** EXERCISE DETAILS **
Please find all lines in the data that hold the string "naming" and copy them.

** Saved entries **
————————

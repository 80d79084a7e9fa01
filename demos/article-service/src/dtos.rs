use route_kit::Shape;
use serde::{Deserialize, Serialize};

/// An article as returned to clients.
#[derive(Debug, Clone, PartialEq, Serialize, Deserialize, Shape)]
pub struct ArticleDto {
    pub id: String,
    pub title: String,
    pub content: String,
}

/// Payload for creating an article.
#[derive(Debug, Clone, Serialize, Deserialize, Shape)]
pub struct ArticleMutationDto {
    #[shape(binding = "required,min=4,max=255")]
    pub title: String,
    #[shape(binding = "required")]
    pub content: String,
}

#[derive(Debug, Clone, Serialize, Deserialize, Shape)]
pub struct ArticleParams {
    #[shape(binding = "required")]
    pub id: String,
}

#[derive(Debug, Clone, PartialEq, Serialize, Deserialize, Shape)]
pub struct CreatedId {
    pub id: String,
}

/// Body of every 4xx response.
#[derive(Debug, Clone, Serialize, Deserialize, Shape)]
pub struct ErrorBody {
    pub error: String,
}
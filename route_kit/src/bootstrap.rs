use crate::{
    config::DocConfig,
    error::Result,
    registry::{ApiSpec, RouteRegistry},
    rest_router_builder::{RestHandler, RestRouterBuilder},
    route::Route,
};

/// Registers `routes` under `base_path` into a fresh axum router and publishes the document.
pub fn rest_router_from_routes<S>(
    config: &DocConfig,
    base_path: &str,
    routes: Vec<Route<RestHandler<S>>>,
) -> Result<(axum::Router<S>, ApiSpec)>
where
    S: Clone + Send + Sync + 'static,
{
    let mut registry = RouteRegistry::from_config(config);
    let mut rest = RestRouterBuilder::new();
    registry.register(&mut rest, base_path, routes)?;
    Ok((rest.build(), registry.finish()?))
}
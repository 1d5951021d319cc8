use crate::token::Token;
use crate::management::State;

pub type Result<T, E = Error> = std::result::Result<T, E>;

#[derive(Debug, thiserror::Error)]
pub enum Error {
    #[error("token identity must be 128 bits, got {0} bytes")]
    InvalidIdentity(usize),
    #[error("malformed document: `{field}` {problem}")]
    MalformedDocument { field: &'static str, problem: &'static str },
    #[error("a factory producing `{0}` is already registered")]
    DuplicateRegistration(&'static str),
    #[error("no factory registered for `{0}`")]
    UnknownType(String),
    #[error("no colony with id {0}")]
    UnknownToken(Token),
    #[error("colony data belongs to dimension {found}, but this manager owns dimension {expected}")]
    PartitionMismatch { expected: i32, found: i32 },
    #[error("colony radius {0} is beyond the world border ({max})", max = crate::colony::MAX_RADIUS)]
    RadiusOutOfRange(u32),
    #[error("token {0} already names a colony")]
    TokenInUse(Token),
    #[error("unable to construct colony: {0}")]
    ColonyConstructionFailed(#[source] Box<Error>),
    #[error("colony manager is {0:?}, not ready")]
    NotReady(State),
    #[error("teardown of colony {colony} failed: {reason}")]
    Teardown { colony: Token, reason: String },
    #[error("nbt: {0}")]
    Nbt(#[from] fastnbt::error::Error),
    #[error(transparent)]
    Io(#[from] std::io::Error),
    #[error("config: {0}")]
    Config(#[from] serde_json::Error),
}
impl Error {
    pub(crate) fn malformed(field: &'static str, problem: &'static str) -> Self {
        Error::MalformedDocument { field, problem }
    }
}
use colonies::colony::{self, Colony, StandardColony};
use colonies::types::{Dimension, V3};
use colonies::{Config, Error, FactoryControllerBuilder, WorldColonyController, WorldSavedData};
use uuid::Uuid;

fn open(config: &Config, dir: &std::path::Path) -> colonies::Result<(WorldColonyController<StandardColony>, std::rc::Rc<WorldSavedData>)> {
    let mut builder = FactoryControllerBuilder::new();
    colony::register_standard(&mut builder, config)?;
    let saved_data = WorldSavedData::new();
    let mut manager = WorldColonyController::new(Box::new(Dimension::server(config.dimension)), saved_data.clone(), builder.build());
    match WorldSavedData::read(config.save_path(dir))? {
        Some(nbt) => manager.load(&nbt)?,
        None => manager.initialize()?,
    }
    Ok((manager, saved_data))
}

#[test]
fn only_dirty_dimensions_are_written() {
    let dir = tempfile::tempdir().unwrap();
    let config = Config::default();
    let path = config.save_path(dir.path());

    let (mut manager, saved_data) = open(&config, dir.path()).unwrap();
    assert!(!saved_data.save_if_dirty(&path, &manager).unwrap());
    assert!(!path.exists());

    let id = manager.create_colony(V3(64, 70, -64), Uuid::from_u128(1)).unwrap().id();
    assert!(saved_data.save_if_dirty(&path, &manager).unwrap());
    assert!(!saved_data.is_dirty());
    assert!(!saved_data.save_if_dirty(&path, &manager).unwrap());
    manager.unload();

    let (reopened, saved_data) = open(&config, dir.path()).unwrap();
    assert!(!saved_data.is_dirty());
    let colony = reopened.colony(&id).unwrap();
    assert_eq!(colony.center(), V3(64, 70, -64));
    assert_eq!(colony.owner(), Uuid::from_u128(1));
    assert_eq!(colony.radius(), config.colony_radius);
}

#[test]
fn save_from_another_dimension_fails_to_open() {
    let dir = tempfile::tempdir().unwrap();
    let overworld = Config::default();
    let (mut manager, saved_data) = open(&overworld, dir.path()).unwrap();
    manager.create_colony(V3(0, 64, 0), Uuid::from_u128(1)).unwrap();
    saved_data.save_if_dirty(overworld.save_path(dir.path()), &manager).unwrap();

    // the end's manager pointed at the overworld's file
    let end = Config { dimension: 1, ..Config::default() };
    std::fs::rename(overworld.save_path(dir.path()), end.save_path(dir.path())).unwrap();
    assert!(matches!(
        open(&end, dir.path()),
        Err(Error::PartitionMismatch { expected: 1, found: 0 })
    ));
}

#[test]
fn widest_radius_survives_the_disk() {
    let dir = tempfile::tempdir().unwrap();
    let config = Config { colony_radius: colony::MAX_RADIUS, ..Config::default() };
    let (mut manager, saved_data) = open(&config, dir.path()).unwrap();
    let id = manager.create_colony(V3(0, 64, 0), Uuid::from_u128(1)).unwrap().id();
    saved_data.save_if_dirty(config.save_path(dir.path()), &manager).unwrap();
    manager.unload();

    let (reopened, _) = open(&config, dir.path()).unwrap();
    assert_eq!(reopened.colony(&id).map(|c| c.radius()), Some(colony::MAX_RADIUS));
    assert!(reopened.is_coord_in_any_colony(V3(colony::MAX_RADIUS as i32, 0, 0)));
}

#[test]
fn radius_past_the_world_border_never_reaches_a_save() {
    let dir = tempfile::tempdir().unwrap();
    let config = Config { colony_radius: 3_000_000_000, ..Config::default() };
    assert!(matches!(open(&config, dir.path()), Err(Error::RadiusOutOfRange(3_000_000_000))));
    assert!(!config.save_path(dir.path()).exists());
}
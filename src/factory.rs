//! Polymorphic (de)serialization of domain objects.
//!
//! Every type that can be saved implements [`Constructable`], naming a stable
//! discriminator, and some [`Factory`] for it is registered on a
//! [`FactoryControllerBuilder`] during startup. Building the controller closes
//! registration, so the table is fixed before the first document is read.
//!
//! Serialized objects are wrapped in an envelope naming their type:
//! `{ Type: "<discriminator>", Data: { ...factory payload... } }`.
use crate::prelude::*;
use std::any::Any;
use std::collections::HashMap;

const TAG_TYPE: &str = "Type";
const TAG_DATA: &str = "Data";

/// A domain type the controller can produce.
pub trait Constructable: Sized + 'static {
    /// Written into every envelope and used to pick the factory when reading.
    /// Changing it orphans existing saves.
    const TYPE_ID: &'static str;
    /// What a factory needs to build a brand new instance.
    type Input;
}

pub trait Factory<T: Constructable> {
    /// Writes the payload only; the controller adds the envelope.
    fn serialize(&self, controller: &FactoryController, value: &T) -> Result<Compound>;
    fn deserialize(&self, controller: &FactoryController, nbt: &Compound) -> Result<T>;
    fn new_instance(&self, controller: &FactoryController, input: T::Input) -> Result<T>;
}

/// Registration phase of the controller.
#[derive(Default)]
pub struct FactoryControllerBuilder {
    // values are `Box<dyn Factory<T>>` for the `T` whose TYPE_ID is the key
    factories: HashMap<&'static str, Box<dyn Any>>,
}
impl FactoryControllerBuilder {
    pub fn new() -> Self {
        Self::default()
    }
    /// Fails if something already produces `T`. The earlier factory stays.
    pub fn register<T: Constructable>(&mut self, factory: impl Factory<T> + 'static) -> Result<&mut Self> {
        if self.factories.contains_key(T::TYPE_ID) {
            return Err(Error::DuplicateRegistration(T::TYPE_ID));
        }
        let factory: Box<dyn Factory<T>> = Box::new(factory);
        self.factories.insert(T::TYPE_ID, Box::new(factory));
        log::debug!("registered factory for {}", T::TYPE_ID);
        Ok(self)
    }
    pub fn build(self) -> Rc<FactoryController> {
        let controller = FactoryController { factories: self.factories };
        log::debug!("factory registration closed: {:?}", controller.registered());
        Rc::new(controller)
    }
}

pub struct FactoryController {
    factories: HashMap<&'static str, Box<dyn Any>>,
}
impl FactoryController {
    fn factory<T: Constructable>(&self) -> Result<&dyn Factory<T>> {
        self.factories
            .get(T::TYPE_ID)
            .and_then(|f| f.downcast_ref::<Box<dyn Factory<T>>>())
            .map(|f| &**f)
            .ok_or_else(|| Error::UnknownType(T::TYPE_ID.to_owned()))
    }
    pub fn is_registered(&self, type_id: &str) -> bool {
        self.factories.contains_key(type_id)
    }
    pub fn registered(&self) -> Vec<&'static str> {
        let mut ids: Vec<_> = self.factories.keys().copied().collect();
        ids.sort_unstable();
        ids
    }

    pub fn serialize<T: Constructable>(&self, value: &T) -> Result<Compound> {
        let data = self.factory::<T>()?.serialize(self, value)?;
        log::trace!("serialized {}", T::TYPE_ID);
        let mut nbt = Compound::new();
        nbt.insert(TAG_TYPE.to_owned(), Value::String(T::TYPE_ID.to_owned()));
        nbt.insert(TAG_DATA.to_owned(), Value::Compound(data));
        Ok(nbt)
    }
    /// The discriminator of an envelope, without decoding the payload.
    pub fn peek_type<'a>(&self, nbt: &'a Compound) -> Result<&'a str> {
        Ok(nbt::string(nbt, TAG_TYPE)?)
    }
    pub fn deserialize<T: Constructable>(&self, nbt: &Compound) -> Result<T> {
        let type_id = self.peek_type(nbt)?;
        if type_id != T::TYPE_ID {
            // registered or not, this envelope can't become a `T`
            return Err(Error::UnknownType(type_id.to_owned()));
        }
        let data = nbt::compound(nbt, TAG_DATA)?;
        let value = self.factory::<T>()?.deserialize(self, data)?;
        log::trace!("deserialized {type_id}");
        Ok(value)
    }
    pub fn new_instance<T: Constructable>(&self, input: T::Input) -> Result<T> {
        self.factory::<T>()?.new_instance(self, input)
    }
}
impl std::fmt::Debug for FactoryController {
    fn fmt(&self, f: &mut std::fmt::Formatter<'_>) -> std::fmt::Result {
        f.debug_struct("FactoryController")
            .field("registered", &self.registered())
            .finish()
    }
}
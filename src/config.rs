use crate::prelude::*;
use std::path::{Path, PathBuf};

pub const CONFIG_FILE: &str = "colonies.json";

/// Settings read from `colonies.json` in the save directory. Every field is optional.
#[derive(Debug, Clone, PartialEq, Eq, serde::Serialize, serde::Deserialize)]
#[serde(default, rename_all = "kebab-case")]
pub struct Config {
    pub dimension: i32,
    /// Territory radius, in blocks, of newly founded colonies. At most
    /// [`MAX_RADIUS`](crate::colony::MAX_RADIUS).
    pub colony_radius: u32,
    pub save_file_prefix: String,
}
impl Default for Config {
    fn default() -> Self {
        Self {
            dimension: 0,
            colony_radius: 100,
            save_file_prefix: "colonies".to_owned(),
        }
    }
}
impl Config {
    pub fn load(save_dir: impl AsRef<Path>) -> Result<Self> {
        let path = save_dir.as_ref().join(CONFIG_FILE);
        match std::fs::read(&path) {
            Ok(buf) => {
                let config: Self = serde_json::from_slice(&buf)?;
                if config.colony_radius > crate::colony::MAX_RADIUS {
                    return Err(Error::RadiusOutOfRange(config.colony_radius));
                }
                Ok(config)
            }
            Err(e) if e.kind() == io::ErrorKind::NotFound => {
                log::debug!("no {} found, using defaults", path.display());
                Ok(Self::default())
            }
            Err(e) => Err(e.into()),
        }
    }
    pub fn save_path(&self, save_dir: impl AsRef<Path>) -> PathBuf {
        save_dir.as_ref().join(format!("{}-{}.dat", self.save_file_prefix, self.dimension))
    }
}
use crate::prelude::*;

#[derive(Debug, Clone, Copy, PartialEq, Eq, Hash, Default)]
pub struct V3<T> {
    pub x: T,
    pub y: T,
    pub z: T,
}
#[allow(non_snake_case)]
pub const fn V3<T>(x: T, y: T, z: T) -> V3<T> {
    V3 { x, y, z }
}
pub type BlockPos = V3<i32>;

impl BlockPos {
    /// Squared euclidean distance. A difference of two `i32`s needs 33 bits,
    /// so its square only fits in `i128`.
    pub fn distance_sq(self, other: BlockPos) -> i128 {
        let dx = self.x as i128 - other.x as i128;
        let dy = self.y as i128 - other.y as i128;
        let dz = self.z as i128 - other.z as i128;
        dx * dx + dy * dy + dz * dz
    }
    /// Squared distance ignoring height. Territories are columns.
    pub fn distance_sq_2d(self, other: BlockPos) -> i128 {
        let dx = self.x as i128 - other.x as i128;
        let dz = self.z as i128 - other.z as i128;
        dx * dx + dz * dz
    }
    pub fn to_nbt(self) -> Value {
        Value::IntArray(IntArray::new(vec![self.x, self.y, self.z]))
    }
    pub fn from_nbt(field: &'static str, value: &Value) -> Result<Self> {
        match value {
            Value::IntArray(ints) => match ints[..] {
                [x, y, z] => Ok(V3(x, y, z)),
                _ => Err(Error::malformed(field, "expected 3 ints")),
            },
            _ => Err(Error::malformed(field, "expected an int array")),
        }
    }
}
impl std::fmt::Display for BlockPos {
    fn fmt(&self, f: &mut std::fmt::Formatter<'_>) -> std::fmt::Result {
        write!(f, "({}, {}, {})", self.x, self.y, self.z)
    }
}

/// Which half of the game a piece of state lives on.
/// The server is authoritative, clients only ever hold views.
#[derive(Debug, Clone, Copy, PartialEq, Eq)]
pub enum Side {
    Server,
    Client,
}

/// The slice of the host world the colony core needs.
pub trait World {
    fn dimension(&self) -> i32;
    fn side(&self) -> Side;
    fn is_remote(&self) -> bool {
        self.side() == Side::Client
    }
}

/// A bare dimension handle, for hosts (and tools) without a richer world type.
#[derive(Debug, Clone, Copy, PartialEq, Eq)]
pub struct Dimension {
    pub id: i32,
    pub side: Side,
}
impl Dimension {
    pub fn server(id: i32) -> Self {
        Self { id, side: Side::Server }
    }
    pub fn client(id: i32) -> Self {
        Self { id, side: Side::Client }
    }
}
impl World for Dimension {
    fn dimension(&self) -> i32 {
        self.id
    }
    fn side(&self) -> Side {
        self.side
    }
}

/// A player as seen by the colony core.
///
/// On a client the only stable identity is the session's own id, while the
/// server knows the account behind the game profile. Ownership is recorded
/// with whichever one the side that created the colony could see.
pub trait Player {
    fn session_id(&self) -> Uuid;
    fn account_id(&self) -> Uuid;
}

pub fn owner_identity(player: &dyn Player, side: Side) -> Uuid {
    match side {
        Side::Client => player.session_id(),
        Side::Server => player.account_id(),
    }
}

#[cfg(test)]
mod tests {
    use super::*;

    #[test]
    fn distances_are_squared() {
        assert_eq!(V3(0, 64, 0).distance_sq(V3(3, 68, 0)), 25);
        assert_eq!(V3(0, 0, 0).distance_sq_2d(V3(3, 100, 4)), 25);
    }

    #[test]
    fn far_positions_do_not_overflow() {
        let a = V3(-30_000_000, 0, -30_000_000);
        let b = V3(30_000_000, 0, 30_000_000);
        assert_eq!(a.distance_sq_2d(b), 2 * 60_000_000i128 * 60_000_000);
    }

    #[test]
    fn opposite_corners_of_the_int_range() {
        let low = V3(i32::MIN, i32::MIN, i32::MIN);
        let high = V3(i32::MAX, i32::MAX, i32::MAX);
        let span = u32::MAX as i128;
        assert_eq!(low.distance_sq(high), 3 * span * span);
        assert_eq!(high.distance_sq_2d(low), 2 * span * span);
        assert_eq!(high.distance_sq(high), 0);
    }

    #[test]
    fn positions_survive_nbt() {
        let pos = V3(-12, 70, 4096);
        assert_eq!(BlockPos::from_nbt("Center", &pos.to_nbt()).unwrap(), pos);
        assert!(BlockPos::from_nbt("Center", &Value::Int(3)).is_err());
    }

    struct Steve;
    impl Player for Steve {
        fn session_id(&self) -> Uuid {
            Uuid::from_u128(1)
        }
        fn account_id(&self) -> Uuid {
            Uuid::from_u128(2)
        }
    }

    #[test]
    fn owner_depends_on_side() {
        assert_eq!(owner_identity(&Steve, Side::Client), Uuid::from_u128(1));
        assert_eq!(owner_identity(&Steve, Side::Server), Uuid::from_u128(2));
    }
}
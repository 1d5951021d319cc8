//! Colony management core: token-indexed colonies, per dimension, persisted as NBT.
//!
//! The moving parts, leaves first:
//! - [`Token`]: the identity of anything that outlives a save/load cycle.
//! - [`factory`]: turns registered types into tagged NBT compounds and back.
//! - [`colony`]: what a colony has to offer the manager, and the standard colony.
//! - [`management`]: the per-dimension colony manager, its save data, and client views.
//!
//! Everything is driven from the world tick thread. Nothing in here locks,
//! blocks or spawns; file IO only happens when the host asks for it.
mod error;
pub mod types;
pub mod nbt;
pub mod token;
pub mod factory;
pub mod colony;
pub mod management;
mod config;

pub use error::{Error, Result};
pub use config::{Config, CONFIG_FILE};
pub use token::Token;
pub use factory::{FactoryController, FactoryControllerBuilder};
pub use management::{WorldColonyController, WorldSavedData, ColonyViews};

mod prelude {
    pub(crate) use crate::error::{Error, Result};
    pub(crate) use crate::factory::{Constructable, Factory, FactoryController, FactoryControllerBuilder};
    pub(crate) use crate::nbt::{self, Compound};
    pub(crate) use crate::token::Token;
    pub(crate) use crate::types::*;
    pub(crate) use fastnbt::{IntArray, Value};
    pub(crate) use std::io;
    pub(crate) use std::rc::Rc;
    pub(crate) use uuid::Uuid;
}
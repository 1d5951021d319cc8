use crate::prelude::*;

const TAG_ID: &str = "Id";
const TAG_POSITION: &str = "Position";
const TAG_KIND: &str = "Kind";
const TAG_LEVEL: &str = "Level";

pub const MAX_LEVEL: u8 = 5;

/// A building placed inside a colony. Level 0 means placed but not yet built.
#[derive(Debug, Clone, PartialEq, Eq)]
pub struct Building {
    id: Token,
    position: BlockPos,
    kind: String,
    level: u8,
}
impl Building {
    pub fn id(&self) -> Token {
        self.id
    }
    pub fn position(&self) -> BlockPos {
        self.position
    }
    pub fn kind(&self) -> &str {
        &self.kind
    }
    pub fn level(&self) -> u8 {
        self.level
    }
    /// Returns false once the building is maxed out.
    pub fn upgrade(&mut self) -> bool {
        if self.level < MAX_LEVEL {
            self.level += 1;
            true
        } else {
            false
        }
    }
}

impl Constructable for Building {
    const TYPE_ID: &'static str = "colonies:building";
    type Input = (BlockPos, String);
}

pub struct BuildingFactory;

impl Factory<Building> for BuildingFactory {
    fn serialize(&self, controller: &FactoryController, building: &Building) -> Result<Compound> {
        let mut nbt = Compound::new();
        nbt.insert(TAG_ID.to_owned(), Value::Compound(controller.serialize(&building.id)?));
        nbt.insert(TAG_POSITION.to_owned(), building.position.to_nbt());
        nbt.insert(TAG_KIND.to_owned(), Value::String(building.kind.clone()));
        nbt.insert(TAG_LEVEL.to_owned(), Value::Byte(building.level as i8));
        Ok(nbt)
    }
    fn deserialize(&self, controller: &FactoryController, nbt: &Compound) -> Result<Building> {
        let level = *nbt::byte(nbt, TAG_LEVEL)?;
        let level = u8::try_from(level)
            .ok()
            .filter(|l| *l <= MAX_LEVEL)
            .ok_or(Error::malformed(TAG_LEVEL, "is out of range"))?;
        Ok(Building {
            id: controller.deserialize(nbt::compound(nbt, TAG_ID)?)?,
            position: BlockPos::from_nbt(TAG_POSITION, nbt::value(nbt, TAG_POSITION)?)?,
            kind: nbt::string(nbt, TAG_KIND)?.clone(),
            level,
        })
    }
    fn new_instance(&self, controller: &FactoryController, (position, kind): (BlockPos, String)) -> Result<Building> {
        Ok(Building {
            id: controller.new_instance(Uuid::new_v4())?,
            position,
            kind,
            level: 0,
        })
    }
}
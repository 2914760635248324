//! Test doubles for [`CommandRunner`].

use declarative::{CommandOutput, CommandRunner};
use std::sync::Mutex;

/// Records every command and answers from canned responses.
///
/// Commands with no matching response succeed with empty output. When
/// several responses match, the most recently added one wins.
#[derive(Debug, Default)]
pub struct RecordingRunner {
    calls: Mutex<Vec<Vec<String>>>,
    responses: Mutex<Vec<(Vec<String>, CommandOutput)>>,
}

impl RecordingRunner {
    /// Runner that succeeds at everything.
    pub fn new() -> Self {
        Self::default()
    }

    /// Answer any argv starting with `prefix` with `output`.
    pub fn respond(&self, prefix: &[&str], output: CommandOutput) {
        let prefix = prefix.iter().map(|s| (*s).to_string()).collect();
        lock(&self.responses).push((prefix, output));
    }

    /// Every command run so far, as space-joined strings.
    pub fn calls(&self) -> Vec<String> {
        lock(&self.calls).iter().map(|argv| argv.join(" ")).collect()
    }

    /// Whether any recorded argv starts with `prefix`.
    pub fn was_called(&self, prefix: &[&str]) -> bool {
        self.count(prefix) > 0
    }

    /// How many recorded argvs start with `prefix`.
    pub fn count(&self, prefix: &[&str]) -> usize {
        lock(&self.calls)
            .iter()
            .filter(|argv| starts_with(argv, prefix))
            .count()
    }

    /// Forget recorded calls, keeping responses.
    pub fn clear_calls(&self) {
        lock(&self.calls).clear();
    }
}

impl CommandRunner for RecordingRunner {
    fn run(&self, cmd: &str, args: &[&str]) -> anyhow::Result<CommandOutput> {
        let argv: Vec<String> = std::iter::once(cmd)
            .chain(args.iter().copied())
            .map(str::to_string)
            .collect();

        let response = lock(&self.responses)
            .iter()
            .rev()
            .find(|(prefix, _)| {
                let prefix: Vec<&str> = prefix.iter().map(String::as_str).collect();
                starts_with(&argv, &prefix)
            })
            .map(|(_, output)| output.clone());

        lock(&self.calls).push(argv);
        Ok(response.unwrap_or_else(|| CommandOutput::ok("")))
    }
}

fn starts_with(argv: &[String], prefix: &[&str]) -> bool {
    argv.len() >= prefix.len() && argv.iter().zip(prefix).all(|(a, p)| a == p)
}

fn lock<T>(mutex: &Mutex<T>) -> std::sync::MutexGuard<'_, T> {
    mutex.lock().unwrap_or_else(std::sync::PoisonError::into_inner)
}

————————

** FINISHED TASK **
//! Every type that can be saved implements [`Constructable`], naming a stable
//! Serialized objects are wrapped in an envelope naming their type:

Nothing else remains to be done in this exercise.